▶ **EXERCISE DIRECTIONS**: The result should be every line in the data below that carries the string "detected".

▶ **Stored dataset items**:
+--

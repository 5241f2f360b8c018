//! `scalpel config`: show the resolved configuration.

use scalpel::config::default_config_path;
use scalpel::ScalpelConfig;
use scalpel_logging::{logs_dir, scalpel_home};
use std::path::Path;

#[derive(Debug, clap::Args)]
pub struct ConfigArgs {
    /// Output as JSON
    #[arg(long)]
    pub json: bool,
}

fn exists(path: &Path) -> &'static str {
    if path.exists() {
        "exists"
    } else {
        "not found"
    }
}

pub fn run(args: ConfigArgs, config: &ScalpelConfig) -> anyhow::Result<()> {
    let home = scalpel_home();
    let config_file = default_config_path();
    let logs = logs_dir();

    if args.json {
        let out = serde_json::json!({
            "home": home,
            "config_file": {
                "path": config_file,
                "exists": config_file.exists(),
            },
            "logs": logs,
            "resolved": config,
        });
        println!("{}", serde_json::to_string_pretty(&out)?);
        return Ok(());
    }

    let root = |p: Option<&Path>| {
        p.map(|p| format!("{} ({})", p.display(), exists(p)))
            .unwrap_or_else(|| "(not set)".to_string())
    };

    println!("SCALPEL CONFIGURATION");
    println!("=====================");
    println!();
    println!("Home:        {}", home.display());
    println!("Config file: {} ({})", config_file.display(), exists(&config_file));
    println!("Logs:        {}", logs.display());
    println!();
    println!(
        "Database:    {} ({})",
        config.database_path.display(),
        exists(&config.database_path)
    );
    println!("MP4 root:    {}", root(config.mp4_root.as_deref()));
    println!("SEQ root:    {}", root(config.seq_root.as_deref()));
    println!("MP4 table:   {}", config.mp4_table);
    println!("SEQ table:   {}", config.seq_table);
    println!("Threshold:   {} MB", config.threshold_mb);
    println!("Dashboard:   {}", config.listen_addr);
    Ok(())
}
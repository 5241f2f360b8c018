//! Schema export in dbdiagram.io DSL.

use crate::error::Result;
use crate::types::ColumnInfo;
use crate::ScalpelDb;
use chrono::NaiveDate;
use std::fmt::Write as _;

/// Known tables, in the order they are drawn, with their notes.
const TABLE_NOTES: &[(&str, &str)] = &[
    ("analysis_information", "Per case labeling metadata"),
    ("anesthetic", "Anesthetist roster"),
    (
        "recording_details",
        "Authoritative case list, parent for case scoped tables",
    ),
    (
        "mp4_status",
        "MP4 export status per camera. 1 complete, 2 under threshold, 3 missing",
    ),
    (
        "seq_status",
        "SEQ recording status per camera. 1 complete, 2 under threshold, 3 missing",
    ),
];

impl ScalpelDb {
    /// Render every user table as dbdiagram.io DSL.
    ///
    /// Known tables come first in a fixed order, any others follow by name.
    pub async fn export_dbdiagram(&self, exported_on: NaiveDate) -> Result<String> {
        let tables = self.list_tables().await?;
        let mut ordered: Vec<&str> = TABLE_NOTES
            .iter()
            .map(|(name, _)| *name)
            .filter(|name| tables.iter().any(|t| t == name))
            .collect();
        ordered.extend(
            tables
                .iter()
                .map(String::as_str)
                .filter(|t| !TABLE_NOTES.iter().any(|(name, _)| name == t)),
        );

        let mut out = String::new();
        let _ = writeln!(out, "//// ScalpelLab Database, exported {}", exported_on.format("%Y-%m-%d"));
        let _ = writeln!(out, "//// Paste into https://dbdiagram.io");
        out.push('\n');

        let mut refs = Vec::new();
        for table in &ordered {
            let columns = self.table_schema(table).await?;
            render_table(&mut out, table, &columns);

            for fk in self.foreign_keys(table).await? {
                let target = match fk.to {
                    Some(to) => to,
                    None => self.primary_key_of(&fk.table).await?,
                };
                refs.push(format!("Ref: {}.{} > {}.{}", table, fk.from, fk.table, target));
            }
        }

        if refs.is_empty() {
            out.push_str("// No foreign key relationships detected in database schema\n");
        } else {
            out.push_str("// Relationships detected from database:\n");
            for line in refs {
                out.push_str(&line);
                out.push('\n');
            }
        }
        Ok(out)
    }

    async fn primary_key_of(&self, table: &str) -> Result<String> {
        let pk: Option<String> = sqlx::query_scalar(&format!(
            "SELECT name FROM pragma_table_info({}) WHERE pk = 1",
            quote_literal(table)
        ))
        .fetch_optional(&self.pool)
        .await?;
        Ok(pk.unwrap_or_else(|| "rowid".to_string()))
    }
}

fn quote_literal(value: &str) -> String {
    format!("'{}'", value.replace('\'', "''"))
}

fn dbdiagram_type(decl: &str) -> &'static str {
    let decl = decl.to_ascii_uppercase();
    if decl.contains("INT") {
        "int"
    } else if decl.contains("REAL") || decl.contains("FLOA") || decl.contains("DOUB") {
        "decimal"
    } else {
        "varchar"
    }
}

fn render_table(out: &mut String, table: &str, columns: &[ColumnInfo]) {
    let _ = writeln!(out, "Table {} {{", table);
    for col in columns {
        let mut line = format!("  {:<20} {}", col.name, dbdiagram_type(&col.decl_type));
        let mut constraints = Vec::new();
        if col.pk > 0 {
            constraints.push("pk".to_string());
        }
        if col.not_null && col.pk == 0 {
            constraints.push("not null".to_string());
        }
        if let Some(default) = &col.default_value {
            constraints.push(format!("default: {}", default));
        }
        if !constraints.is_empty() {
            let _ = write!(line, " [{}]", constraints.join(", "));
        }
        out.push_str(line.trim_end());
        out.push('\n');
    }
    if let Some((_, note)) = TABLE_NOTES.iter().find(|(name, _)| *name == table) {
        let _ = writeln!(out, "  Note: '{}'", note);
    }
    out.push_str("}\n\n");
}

+--

▶ **RESULT**:
            out.push_str("// No foreign key relationships detected in database schema\n");
            out.push_str("// Relationships detected from database:\n");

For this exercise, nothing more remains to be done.